| What to work on |
The line containing "delegate.build().await.map_err(CliError::from)?;" and every line after it, through the last line of the records, are to be transcribed exactly, and nothing else.

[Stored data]
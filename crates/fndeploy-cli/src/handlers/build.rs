//! Build command handler.

use anyhow::Result;
use fndeploy_runtime::{AUTOGEN_DIR, MAIN_FILE};

use crate::bootstrap::CliContext;
use crate::commands::SourceArgs;
use crate::error::CliError;

/// Execute the build command: generate the server entry point.
pub async fn execute(ctx: &CliContext, source: &SourceArgs) -> Result<()> {
    let delegate = ctx.delegate(source).await?;
    delegate.validate().await.map_err(CliError::from)?;
    delegate.build().await.map_err(CliError::from)?;

    println!(
        "Generated {} for runtime {}",
        source.source_dir.join(AUTOGEN_DIR).join(MAIN_FILE).display(),
        delegate.runtime()
    );
    Ok(())
}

| Task response |
    delegate.build().await.map_err(CliError::from)?;

    println!(
        "Generated {} for runtime {}",
        source.source_dir.join(AUTOGEN_DIR).join(MAIN_FILE).display(),
        delegate.runtime()
    );
    Ok(())
}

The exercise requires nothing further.